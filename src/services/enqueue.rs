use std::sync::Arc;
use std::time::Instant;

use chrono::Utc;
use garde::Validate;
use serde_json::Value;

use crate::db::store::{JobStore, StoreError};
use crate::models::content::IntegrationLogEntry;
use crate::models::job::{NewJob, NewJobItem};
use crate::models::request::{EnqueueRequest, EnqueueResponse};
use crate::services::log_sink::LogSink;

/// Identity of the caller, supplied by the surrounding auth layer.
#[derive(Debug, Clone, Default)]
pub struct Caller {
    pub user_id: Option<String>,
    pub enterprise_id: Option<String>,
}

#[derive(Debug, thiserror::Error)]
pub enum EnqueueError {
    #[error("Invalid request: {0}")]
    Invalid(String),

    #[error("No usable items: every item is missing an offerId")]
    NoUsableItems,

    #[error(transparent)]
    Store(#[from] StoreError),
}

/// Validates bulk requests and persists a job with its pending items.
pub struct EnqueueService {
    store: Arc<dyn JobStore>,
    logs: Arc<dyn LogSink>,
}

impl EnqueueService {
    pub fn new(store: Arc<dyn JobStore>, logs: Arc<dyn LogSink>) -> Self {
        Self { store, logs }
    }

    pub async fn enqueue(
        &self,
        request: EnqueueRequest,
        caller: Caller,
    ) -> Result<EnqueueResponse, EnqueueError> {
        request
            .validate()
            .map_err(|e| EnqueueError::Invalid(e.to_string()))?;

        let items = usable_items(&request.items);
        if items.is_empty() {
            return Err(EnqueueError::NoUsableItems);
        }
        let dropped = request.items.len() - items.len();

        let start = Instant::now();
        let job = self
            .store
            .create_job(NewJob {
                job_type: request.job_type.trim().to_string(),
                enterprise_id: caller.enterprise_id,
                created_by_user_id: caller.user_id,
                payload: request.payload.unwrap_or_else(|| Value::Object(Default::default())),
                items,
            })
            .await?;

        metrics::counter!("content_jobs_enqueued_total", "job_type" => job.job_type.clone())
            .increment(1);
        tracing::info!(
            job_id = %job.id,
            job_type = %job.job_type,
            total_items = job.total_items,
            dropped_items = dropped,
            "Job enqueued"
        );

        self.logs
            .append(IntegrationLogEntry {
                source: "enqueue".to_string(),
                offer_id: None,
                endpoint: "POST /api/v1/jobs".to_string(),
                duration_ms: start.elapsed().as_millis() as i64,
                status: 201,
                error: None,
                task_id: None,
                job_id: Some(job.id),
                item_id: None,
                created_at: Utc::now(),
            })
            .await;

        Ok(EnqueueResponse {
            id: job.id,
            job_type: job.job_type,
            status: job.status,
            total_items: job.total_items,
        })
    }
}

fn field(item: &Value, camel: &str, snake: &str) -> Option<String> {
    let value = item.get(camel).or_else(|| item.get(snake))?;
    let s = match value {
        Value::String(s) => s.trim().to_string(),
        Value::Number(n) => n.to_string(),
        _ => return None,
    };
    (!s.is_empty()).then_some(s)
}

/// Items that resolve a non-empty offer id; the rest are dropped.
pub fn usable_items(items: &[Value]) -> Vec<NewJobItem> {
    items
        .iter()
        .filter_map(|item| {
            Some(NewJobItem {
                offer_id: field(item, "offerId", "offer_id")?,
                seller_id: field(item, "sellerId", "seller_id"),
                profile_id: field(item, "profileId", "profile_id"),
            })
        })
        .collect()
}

------------------------------------------------

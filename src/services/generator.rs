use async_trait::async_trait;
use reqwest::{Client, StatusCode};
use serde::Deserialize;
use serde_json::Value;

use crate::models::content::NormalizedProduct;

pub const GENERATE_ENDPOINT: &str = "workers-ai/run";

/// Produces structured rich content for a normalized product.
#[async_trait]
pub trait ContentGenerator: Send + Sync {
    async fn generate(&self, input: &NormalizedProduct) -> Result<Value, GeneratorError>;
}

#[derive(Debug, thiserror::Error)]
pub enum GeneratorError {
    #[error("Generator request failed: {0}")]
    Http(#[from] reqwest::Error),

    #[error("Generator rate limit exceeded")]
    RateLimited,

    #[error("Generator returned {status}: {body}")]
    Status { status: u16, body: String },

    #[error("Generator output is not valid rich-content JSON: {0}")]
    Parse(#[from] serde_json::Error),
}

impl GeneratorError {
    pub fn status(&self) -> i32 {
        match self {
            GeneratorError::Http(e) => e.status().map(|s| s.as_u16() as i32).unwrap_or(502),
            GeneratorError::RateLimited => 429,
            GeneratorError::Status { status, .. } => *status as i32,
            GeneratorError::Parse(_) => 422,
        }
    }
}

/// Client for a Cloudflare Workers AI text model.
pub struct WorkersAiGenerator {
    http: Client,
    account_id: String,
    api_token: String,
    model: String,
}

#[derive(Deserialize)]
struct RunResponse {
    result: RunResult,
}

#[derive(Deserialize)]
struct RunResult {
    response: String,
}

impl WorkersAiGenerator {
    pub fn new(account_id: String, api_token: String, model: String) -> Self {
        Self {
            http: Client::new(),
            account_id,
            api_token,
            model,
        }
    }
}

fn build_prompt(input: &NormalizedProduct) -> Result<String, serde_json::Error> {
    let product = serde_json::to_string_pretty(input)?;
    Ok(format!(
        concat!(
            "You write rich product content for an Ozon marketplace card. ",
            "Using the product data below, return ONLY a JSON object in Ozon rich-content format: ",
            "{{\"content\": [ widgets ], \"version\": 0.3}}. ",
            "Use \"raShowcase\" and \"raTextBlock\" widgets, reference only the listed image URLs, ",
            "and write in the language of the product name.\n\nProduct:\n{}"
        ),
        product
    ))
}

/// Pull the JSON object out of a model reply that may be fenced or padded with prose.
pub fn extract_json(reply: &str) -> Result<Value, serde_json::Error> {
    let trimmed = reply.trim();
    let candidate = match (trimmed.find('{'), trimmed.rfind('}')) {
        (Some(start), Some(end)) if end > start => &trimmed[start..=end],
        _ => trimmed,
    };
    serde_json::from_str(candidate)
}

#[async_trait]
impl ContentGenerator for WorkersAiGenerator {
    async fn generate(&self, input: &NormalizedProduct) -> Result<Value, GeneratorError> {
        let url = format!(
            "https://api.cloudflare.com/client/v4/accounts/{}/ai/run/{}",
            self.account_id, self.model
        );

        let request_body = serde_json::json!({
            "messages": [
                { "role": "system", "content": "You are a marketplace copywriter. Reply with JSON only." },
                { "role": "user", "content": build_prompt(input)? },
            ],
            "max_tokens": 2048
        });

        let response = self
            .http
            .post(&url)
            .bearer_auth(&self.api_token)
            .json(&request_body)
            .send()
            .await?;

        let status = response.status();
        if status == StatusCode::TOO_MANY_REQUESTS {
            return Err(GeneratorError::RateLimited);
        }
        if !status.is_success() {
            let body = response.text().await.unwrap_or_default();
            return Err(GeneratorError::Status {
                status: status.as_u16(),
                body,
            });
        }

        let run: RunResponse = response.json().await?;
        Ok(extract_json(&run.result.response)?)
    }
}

------------------------------------------------

Only the lines containing "None" are needed; copy each of them from the data.

                offer_id: None,
                error: None,
                task_id: None,
                item_id: None,
        _ => return None,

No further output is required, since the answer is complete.